A los otros componentes de su equipo, Bernal los suponía fuera de la ciudad: la inspectora Elena Fernández estaría con sus padres en algún elegante lugar de vacaciones; el inspector Ángel Gallardo, probablemente con una de sus muchas novias, en alguna estación playera, más popular y famosa por el sol, la diversión y el pecado, como Torremolinos, Benidorm, Palma de Mallorca o Ibiza. En cuanto a sus dos colaboradores de más edad, Miranda y Lista, era posible que continuaran en Madrid, que dejarían sólo para realizar excursiones de un día con la familia.

Decidió llamar inmediatamente a Navarro, que en ese preciso momento se dedicaba a cargar a sus muchos hijos en la ranchera.

– ¿Navarro? Aquí Bernal. Nos ha salido un trabajo urgente. Dile a tu esposa que siento estropearle las vacaciones, y trata de mandarme a Cádiz a toda la gente que puedas localizar del grupo.

– No te preocupes, jefe. Aquí hace frío y está empezando a llover, de modo que no perdemos nada suspendiendo la excursión. Comenzaré la ronda de llamadas.

– ¿Qué se sabe de Varga? -preguntó Bernal al darse cuenta de que iba a necesitar al mejor técnico que pudiera conseguir de la Brigada Criminal-. ¿Sigue en Madrid?

– Sí, jefe. Está terminando un trabajo para el Grupo Antidrogas.

– Ya sabes, Navarro, que nosotros tenemos prioridad sobre todos, y vamos a usarla para conseguir a quien nos haga falta.

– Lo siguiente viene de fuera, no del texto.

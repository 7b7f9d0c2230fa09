//! Loading and validating a `RuntimeConfig`.
//!
//! Both constructors validate before returning, so a `RuntimeConfig` built
//! through them is always usable. `RuntimeConfig::default()` is valid too.

use std::{collections::HashSet, path::Path};

use tracing::debug;

use aeon_contracts::{
    error::{AeonError, AeonResult},
    health::{MAX_PROBE_INTERVAL_SECS, MAX_RECOVERY_DELAY_SECS},
};

use crate::settings::RuntimeConfig;

impl RuntimeConfig {
    /// Parse `s` as TOML and validate the result.
    ///
    /// Returns `AeonError::Config` if the TOML is malformed, names an unknown
    /// key, or fails `validate()`.
    pub fn from_toml_str(s: &str) -> AeonResult<Self> {
        let config: RuntimeConfig = toml::from_str(s).map_err(|e| AeonError::Config {
            reason: format!("failed to parse runtime TOML: {}", e),
        })?;
        config.validate()?;
        debug!(
            max_redeliveries = config.bus.max_redeliveries,
            recovery_delay_secs = config.breaker.recovery_delay_secs,
            regions = config.routing.regions.len(),
            "runtime configuration loaded"
        );
        Ok(config)
    }

    /// Read the file at `path` and parse it as runtime configuration.
    pub fn from_file(path: &Path) -> AeonResult<Self> {
        let contents = std::fs::read_to_string(path).map_err(|e| AeonError::Config {
            reason: format!("failed to read config file '{}': {}", path.display(), e),
        })?;
        Self::from_toml_str(&contents)
    }

    /// Check cross-field rules that the schema alone cannot express.
    pub fn validate(&self) -> AeonResult<()> {
        if self.breaker.recovery_delay_secs == 0 {
            return Err(invalid("breaker.recovery_delay_secs must be greater than zero"));
        }
        if self.breaker.checked_recovery_delay().is_none() {
            return Err(invalid(&format!(
                "breaker.recovery_delay_secs must be at most {MAX_RECOVERY_DELAY_SECS}"
            )));
        }
        match self.breaker.probe_interval_secs {
            Some(0) => return Err(invalid("breaker.probe_interval_secs must be greater than zero when set")),
            Some(secs) if secs > MAX_PROBE_INTERVAL_SECS => {
                return Err(invalid(&format!(
                    "breaker.probe_interval_secs must be at most {MAX_PROBE_INTERVAL_SECS}"
                )))
            }
            _ => {}
        }

        let mut seen = HashSet::new();
        for region in &self.routing.regions {
            if region.name.trim().is_empty() {
                return Err(invalid("routing.regions entries need a name"));
            }
            if !seen.insert(region.name.as_str()) {
                return Err(invalid(&format!("region '{}' is configured twice", region.name)));
            }
            if region.backends.is_empty() {
                return Err(invalid(&format!("region '{}' lists no backends", region.name)));
            }
        }

        if !self.routing.regions.is_empty() && !seen.contains(self.routing.default_region.as_str()) {
            return Err(invalid(&format!(
                "default region '{}' is not among the configured regions",
                self.routing.default_region
            )));
        }

        Ok(())
    }
}

fn invalid(reason: &str) -> AeonError {
    AeonError::Config {
        reason: reason.to_string(),
    }
}
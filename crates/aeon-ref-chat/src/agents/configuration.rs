//! Configuration agent: the settings a chat deployment runs with.
//!
//! Every setter is one turn: propose the matching event, confirm, then
//! announce the change on the bus. A fresh agent starts with the provider
//! "OpenAI" and streaming on; those defaults live in `State::default()` so
//! activation never writes to the log.

use async_trait::async_trait;
use serde::{Deserialize, Serialize};
use tracing::{debug, info};

use aeon_contracts::error::AeonResult;
use aeon_core::{
    traits::{Agent, AgentEvent},
    AgentHandle,
};

use crate::messages::ConfigurationChanged;

pub const DEFAULT_SYSTEM_LLM: &str = "OpenAI";

#[derive(Debug, Clone, PartialEq)]
pub struct ConfigurationState {
    pub system_llm: String,
    pub prompt: String,
    pub streaming_mode_enabled: bool,
    pub user_profile_prompt: String,
}

impl Default for ConfigurationState {
    fn default() -> Self {
        Self {
            system_llm: DEFAULT_SYSTEM_LLM.to_string(),
            prompt: String::new(),
            streaming_mode_enabled: true,
            user_profile_prompt: String::new(),
        }
    }
}

/// Logged under the variant tag, with every field under its ordinal.
#[derive(Debug, Clone, PartialEq, Serialize, Deserialize)]
#[serde(tag = "type", rename_all = "kebab-case")]
pub enum ConfigurationEvent {
    SystemLlmSet {
        #[serde(rename = "1")]
        system_llm: String,
    },
    PromptSet {
        #[serde(rename = "1")]
        prompt: String,
    },
    StreamingModeSet {
        #[serde(rename = "1")]
        enabled: bool,
    },
    UserProfilePromptSet {
        #[serde(rename = "1")]
        prompt: String,
    },
}

impl AgentEvent for ConfigurationEvent {
    fn kind(&self) -> &'static str {
        match self {
            ConfigurationEvent::SystemLlmSet { .. } => "system-llm-set",
            ConfigurationEvent::PromptSet { .. } => "prompt-set",
            ConfigurationEvent::StreamingModeSet { .. } => "streaming-mode-set",
            ConfigurationEvent::UserProfilePromptSet { .. } => "user-profile-prompt-set",
        }
    }

    fn validate(&self) -> Result<(), String> {
        match self {
            ConfigurationEvent::SystemLlmSet { system_llm } if system_llm.trim().is_empty() => {
                Err("system LLM name must not be blank".to_string())
            }
            _ => Ok(()),
        }
    }
}

pub struct ConfigurationAgent;

impl Agent for ConfigurationAgent {
    const TYPE_NAME: &'static str = "configuration";
    type State = ConfigurationState;
    type Event = ConfigurationEvent;

    fn apply(state: &mut ConfigurationState, event: &ConfigurationEvent) {
        match event {
            ConfigurationEvent::SystemLlmSet { system_llm } => state.system_llm = system_llm.clone(),
            ConfigurationEvent::PromptSet { prompt } => state.prompt = prompt.clone(),
            ConfigurationEvent::StreamingModeSet { enabled } => state.streaming_mode_enabled = *enabled,
            ConfigurationEvent::UserProfilePromptSet { prompt } => {
                state.user_profile_prompt = prompt.clone()
            }
        }
    }
}

/// Operations on a configuration agent.
#[async_trait]
pub trait ConfigurationApi {
    async fn set_system_llm(&self, system_llm: &str) -> AeonResult<()>;
    async fn set_prompt(&self, prompt: &str) -> AeonResult<()>;
    async fn set_streaming_mode(&self, enabled: bool) -> AeonResult<()>;
    async fn set_user_profile_prompt(&self, prompt: &str) -> AeonResult<()>;

    /// Alias of `set_prompt`.
    async fn update_system_prompt(&self, prompt: &str) -> AeonResult<()> {
        self.set_prompt(prompt).await
    }

    fn system_llm(&self) -> String;
    fn prompt(&self) -> String;
    fn streaming_mode_enabled(&self) -> bool;
    fn user_profile_prompt(&self) -> String;
}

async fn commit_setting(
    agent: &AgentHandle<ConfigurationAgent>,
    event: ConfigurationEvent,
) -> AeonResult<()> {
    let setting = event.kind();
    let version = agent.commit([event]).await?;
    info!(agent = %agent.address(), setting, version, "configuration updated");
    // The setting is committed either way; the notice is best effort.
    if let Err(err) = agent.publish(&ConfigurationChanged {
        setting: setting.to_string(),
    }) {
        debug!(agent = %agent.address(), setting, error = %err, "configuration change not announced");
    }
    Ok(())
}

#[async_trait]
impl ConfigurationApi for AgentHandle<ConfigurationAgent> {
    async fn set_system_llm(&self, system_llm: &str) -> AeonResult<()> {
        commit_setting(
            self,
            ConfigurationEvent::SystemLlmSet {
                system_llm: system_llm.to_string(),
            },
        )
        .await
    }

    async fn set_prompt(&self, prompt: &str) -> AeonResult<()> {
        commit_setting(
            self,
            ConfigurationEvent::PromptSet {
                prompt: prompt.to_string(),
            },
        )
        .await
    }

    async fn set_streaming_mode(&self, enabled: bool) -> AeonResult<()> {
        commit_setting(self, ConfigurationEvent::StreamingModeSet { enabled }).await
    }

    async fn set_user_profile_prompt(&self, prompt: &str) -> AeonResult<()> {
        commit_setting(
            self,
            ConfigurationEvent::UserProfilePromptSet {
                prompt: prompt.to_string(),
            },
        )
        .await
    }

    fn system_llm(&self) -> String {
        self.read(|s| s.system_llm.clone())
    }

    fn prompt(&self) -> String {
        self.read(|s| s.prompt.clone())
    }

    fn streaming_mode_enabled(&self) -> bool {
        self.read(|s| s.streaming_mode_enabled)
    }

    fn user_profile_prompt(&self) -> String {
        self.read(|s| s.user_profile_prompt.clone())
    }
}

#[cfg(test)]
mod tests {
    use std::sync::Arc;

    use aeon_contracts::{agent::AgentAddress, error::AeonError};
    use aeon_core::Runtime;
    use aeon_journal::InMemoryJournal;

    use super::*;

    fn runtime() -> (Runtime, Arc<InMemoryJournal>) {
        let journal = Arc::new(InMemoryJournal::new());
        let runtime = Runtime::builder().journal(journal.clone()).build().unwrap();
        (runtime, journal)
    }

    #[tokio::test]
    async fn fresh_agent_has_defaults_and_empty_log() {
        let (runtime, journal) = runtime();
        let config = runtime.agent::<ConfigurationAgent>("config-1").await.unwrap();

        assert_eq!(config.system_llm(), "OpenAI");
        assert!(config.streaming_mode_enabled());
        assert_eq!(config.prompt(), "");
        assert_eq!(journal.stream_len(config.address()), 0);
    }

    #[tokio::test]
    async fn setters_commit_one_event_each() {
        let (runtime, journal) = runtime();
        let config = runtime.agent::<ConfigurationAgent>("config-1").await.unwrap();

        config.set_system_llm("BytePlusDeepSeekV3").await.unwrap();
        config.update_system_prompt("You are helpful").await.unwrap();
        config.set_streaming_mode(false).await.unwrap();
        config.set_user_profile_prompt("likes brevity").await.unwrap();

        assert_eq!(
            config.snapshot(),
            ConfigurationState {
                system_llm: "BytePlusDeepSeekV3".to_string(),
                prompt: "You are helpful".to_string(),
                streaming_mode_enabled: false,
                user_profile_prompt: "likes brevity".to_string(),
            }
        );
        let kinds: Vec<String> = journal
            .export_stream(config.address())
            .records()
            .into_iter()
            .map(|r| r.kind)
            .collect();
        assert_eq!(
            kinds,
            ["system-llm-set", "prompt-set", "streaming-mode-set", "user-profile-prompt-set"]
        );
    }

    #[tokio::test]
    async fn proposed_prompt_is_invisible_until_confirmed() {
        let (runtime, _) = runtime();
        let config = runtime.agent::<ConfigurationAgent>("config-1").await.unwrap();
        config.set_prompt("Hi").await.unwrap();

        let mut turn = config.begin_turn().await;
        turn.propose(ConfigurationEvent::PromptSet {
            prompt: "Bye".to_string(),
        })
        .unwrap();
        assert_eq!(config.prompt(), "Hi");

        turn.confirm().await.unwrap();
        assert_eq!(config.prompt(), "Bye");
    }

    /// A closed bus does not turn a committed setting into an error.
    #[tokio::test]
    async fn setter_succeeds_when_change_cannot_be_announced() {
        let journal = Arc::new(InMemoryJournal::new());
        let runtime = Runtime::builder()
            .journal(journal.clone())
            .dispatch(crate::wiring::dispatch_table().unwrap())
            .build()
            .unwrap();
        runtime.subscribe_all(AgentAddress::new("activity-log", "log"));
        let config = runtime.agent::<ConfigurationAgent>("config-1").await.unwrap();
        config.set_prompt("Hi").await.unwrap();

        runtime.shutdown().await;
        config.set_prompt("Bye").await.unwrap();

        assert_eq!(config.prompt(), "Bye");
        assert_eq!(journal.stream_len(config.address()), 2);
    }

    #[tokio::test]
    async fn blank_llm_name_is_rejected_without_writing() {
        let (runtime, journal) = runtime();
        let config = runtime.agent::<ConfigurationAgent>("config-1").await.unwrap();

        let err = config.set_system_llm("  ").await.unwrap_err();
        assert!(matches!(err, AeonError::Propose { .. }));
        assert_eq!(config.system_llm(), "OpenAI");
        assert_eq!(journal.stream_len(config.address()), 0);
    }

    #[tokio::test]
    async fn failed_confirm_keeps_previous_prompt() {
        let (runtime, journal) = runtime();
        let config = runtime.agent::<ConfigurationAgent>("config-1").await.unwrap();
        config.set_prompt("Hi").await.unwrap();

        journal.fail_next_appends(1);
        let err = config.set_prompt("Bye").await.unwrap_err();
        assert!(err.is_confirm_failure());
        assert_eq!(config.prompt(), "Hi");
        assert_eq!(config.version(), 1);
    }
}
//! Scenario 3: Event Fan-out
//!
//! One operator console publishes; several agents react:
//!   1. An activity log subscribes to every origin with a wildcard handler
//!   2. A bus prompt change reaches the configuration agent, whose own
//!      change notice then reaches the log
//!   3. A chat request reaches the router; its reply event reaches the log
//!   4. A failure report delivered twice trips the proxy once
//!   5. A kind no agent was written for still reaches the log
//!
//! Publishers never wait on subscribers; `drain` is only for printing.

use std::sync::Arc;

use aeon_config::RuntimeConfig;
use aeon_contracts::{agent::AgentAddress, error::AeonResult, health::FailureSignal};
use aeon_core::SystemClock;
use aeon_journal::InMemoryJournal;

use crate::{
    agents::{ActivityLogAgent, ChatRouterAgent, ConfigurationAgent, ConfigurationApi, ProxyAgent, ProxyApi, RouterApi},
    messages::{ChatRequested, FailureReported, SetPromptRequested},
    mock_backends::reference_backends,
    wiring::build_runtime,
};

/// Run Scenario 3: Event Fan-out.
pub async fn run_scenario(config: &RuntimeConfig) -> AeonResult<()> {
    println!("=== Scenario 3: Event Fan-out ===");
    println!();

    let journal = Arc::new(InMemoryJournal::new());
    let (registry, _) = reference_backends();
    let runtime = build_runtime(config.clone(), journal.clone(), Arc::new(SystemClock), registry)?;

    let operator = AgentAddress::new("operator", "console");
    let log = runtime.agent::<ActivityLogAgent>("log").await?;
    let settings = runtime.agent::<ConfigurationAgent>("config-1").await?;
    let router = runtime.agent::<ChatRouterAgent>("chat-1").await?;

    // ── Step 1: subscriptions ────────────────────────────────────────────────

    runtime.subscribe_all(log.address().clone());
    runtime.subscribe(operator.clone(), settings.address().clone());
    runtime.subscribe(operator.clone(), router.address().clone());
    println!("  {} subscribed to every origin", log.address());
    println!("  {} and {} subscribed to {operator}", settings.address(), router.address());
    println!();

    // ── Step 2: configuration over the bus ───────────────────────────────────

    runtime.publish_from(
        &operator,
        &SetPromptRequested {
            prompt: "Answer in one sentence.".to_string(),
        },
    )?;
    runtime.drain().await;
    println!("  [2] set-prompt-requested → prompt now {:?}", settings.prompt());

    // ── Step 3: chat over the bus ────────────────────────────────────────────

    let region = config.routing.default_region.clone();
    runtime.publish_from(
        &operator,
        &ChatRequested {
            region: region.clone(),
            prompt: "what is an event log?".to_string(),
        },
    )?;
    runtime.drain().await;
    println!("  [3] chat-requested → router history has {} message(s)", router.history().len());

    // ── Step 4: duplicate failure report ─────────────────────────────────────

    if let Some(proxy_id) = router.proxies_for(&region).await?.and_then(|p| p.first().cloned()) {
        let proxy = runtime.agent::<ProxyAgent>(proxy_id.as_str()).await?;
        runtime.subscribe(operator.clone(), proxy.address().clone());
        let report = FailureReported {
            signal: FailureSignal::rate_limited(),
        };
        runtime.publish_from(&operator, &report)?;
        runtime.publish_from(&operator, &report)?;
        runtime.drain().await;
        let health = proxy.health();
        println!(
            "  [4] same failure reported twice → {} {:?}, {} failure(s) counted",
            proxy.address(),
            health.availability,
            health.exception_count
        );
    }

    // ── Step 5: unforeseen kind ──────────────────────────────────────────────

    runtime.publish_value(&operator, "maintenance-window-announced", serde_json::json!({"minutes": 5}))?;
    runtime.drain().await;
    println!("  [5] maintenance-window-announced → only the wildcard log handles it");
    println!();

    // ── Activity log contents ────────────────────────────────────────────────

    let entries = log.read(|s| s.entries.clone());
    println!("  Activity log ({} entries):", entries.len());
    for entry in &entries {
        println!("    {:<28} from {}", entry.kind, entry.publisher);
    }
    println!();
    println!("  Hash chains intact: {}", journal.verify_all());
    println!();

    runtime.shutdown().await;
    Ok(())
}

Dile que reúna su material y que salga hacia aquí por carretera en cuanto le sea posible.

– Vale, jefe. Lo peor del problema será dar con Elena y Ángel, pero veré qué puedo hacer.

– Es más importante que me localices a Peláez. Necesito una segunda autopsia del cadáver que pescaron aquí el viernes, en la bahía. Los patólogos locales no aciertan a determinar las causas de la muerte. Yo me cuido de reservarle habitación a todo el mundo. El comisario de aquí es muy servicial. Vamos a trabajar con él y con las autoridades de Marina. Se llama Fragela.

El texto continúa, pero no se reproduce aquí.